§ **Work item**:
Only a single number is expected: how many lines of the data hold the word "slot".

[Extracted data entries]
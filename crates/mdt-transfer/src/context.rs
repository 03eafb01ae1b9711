//! # TransferContext
//!
//! The validated output of assembly: everything the session layer needs
//! to run one presentation exchange. Produced once, consumed for the
//! lifetime of the exchange, then discarded.

use std::collections::HashMap;
use std::sync::Arc;

use mdt_core::{DataFormat, DeviceAuthMethod, DisplayNames, DocType, DocumentId};
use mdt_crypto::TrustAnchor;
use mdt_zkp::ZkSystemRegistry;

use crate::key_material::PrivateKeyHandle;

/// The validated bundle for one presentation session.
///
/// Per-document maps share the document-id key space of the raw request
/// but are individually partial: a document excluded from one map by the
/// assembly policy still appears in the others. Optional inputs that
/// were absent are omitted from their map rather than stored as empty
/// values.
#[derive(Debug, Clone)]
pub struct TransferContext {
    /// Document id → resolved payload encoding.
    pub data_formats: HashMap<DocumentId, DataFormat>,
    /// Document id → encoded document payload.
    pub documents: HashMap<DocumentId, Vec<u8>>,
    /// Document id → issuer metadata (present entries only).
    pub doc_metadata: HashMap<DocumentId, Vec<u8>>,
    /// Document id → field display names (present entries only).
    pub doc_display_names: HashMap<DocumentId, DisplayNames>,
    /// Document id → non-extractable private-key handle. A document
    /// absent here is present but unusable for device authentication.
    pub private_keys: HashMap<DocumentId, PrivateKeyHandle>,
    /// Trust anchors for issuer-chain validation; every entry parsed.
    pub trust_anchors: Vec<TrustAnchor>,
    /// How the holder's device authenticates the session.
    pub device_auth_method: DeviceAuthMethod,
    /// Document id → resolved document type.
    pub doc_types: HashMap<DocumentId, DocType>,
    /// Document id → hashing-algorithm name.
    pub hashing_algs: HashMap<DocumentId, String>,
    /// Proof systems available for selective disclosure. The assembler
    /// carries the reference through without querying it.
    pub zk_registry: Option<Arc<ZkSystemRegistry>>,
}

impl TransferContext {
    /// Ids of documents usable for device authentication.
    pub fn signable_documents(&self) -> Vec<&DocumentId> {
        self.private_keys.keys().collect()
    }

    /// Number of documents carrying a payload.
    pub fn document_count(&self) -> usize {
        self.documents.len()
    }
}
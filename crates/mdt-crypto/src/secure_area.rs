//! # SecureArea Trait and Registry
//!
//! The capability interface over key-storage backends and the shared
//! registry that resolves backend names to handles.
//!
//! ## Design Principles
//!
//! 1. **Private keys never leave the backend.** The trait exposes `sign`,
//!    `key_agreement` and `public_key` but no key-export operation.
//! 2. **Keys are slot-indexed.** A document's key material names its
//!    backend plus a slot; the backend maps the slot to its internal
//!    representation (keychain tag, PKCS#11 handle, in-memory entry).
//! 3. **The registry is constructed at the composition root** and shared
//!    by `Arc` with the components that resolve key material. There is no
//!    process-global instance.

use std::sync::Arc;

use dashmap::DashMap;

use crate::error::CryptoError;

// ---------------------------------------------------------------------------
// SecureArea trait
// ---------------------------------------------------------------------------

/// Capability interface over a key-storage backend.
///
/// Implementations MUST:
/// - Never expose raw private key bytes through this trait.
/// - Zeroize any in-memory key material on drop.
/// - Return [`CryptoError`] with diagnostic context on failure.
///
/// The trait is object-safe for use with `Arc<dyn SecureArea>`.
pub trait SecureArea: Send + Sync {
    /// The registry name of this backend.
    fn name(&self) -> &str;

    /// The public key bytes for the key at `slot`.
    fn public_key(&self, slot: u32) -> Result<Vec<u8>, CryptoError>;

    /// Sign `data` with the key at `slot`, returning the raw signature.
    fn sign(&self, slot: u32, data: &[u8]) -> Result<Vec<u8>, CryptoError>;

    /// Perform key agreement between the key at `slot` and a peer public
    /// key, returning the shared-secret bytes.
    ///
    /// Used for the MAC device-authentication mode, where the session key
    /// is derived from an ECKA-DH exchange with the reader.
    fn key_agreement(&self, slot: u32, peer_public_key: &[u8]) -> Result<Vec<u8>, CryptoError>;
}

// ---------------------------------------------------------------------------
// SecureAreaRegistry
// ---------------------------------------------------------------------------

/// Registry of secure-area backends, keyed by backend name.
///
/// Cheap to share: hold it in an `Arc` and clone the `Arc` into every
/// component that resolves key material. A lookup miss is a normal
/// outcome — a key descriptor may name a backend that this process never
/// configured.
pub struct SecureAreaRegistry {
    areas: DashMap<String, Arc<dyn SecureArea>>,
}

impl SecureAreaRegistry {
    /// Create an empty registry.
    pub fn new() -> Self {
        Self {
            areas: DashMap::new(),
        }
    }

    /// Register a backend under its own name, replacing any previous
    /// backend with that name.
    pub fn register(&self, area: Arc<dyn SecureArea>) {
        let name = area.name().to_string();
        tracing::info!(secure_area = %name, "registered secure area");
        self.areas.insert(name, area);
    }

    /// Resolve a backend by name.
    pub fn get(&self, name: &str) -> Option<Arc<dyn SecureArea>> {
        self.areas.get(name).map(|entry| Arc::clone(entry.value()))
    }

    /// Names of all registered backends.
    pub fn names(&self) -> Vec<String> {
        self.areas.iter().map(|e| e.key().clone()).collect()
    }

    /// Number of registered backends.
    pub fn len(&self) -> usize {
        self.areas.len()
    }

    /// Whether no backend is registered.
    pub fn is_empty(&self) -> bool {
        self.areas.is_empty()
    }
}

impl Default for SecureAreaRegistry {
    fn default() -> Self {
        Self::new()
    }
}

impl std::fmt::Debug for SecureAreaRegistry {
    fn fmt(&self, f: &mut std::fmt::Formatter<'_>) -> std::fmt::Result {
        f.debug_struct("SecureAreaRegistry")
            .field("names", &self.names())
            .finish()
    }
}

// ---------------------------------------------------------------------------
// Environment-based backend selection
// ---------------------------------------------------------------------------

/// Select a secure-area backend from environment configuration.
///
/// Reads the `MDT_SECURE_AREA` environment variable:
/// - `"software"` (default): in-process Ed25519 keys for dev/test.
/// - `"hardware"`: reserved for a platform keystore backend.
pub fn create_secure_area_from_env() -> Result<Arc<dyn SecureArea>, CryptoError> {
    let backend = std::env::var("MDT_SECURE_AREA").unwrap_or_else(|_| "software".into());
    match backend.as_str() {
        "software" => Ok(Arc::new(crate::software::SoftwareSecureArea::new())),
        "hardware" => Err(CryptoError::NotImplemented(
            "hardware secure area requires a platform keystore integration".into(),
        )),
        other => Err(CryptoError::UnknownSecureArea(other.to_string())),
    }
}

#[cfg(test)]
mod tests {
    use super::*;
    use crate::software::SoftwareSecureArea;

    #[test]
    fn registry_register_and_get() {
        let registry = SecureAreaRegistry::new();
        assert!(registry.is_empty());

        registry.register(Arc::new(SoftwareSecureArea::new()));
        assert_eq!(registry.len(), 1);

        let area = registry.get("software").expect("registered");
        assert_eq!(area.name(), "software");
    }

    #[test]
    fn registry_miss_is_none() {
        let registry = SecureAreaRegistry::new();
        assert!(registry.get("enclave").is_none());
    }

    #[test]
    fn registry_replaces_same_name() {
        let registry = SecureAreaRegistry::new();
        registry.register(Arc::new(SoftwareSecureArea::new()));
        registry.register(Arc::new(SoftwareSecureArea::new()));
        assert_eq!(registry.len(), 1);
    }

    #[test]
    fn registry_names() {
        let registry = SecureAreaRegistry::new();
        registry.register(Arc::new(SoftwareSecureArea::with_name("a")));
        registry.register(Arc::new(SoftwareSecureArea::with_name("b")));
        let mut names = registry.names();
        names.sort();
        assert_eq!(names, vec!["a", "b"]);
    }

    #[test]
    fn registry_is_shareable() {
        fn assert_send_sync<T: Send + Sync>() {}
        assert_send_sync::<SecureAreaRegistry>();
    }

    // Single test: the cases share one environment variable and must
    // not interleave with each other on parallel test threads.
    #[test]
    fn from_env_backend_selection() {
        std::env::remove_var("MDT_SECURE_AREA");
        let area = create_secure_area_from_env().expect("default backend");
        assert_eq!(area.name(), "software");

        std::env::set_var("MDT_SECURE_AREA", "hardware");
        assert!(matches!(
            create_secure_area_from_env(),
            Err(CryptoError::NotImplemented(_))
        ));

        std::env::set_var("MDT_SECURE_AREA", "magic-enclave");
        assert!(matches!(
            create_secure_area_from_env(),
            Err(CryptoError::UnknownSecureArea(_))
        ));
        std::env::remove_var("MDT_SECURE_AREA");
    }
}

§ **Solution for this task**:
8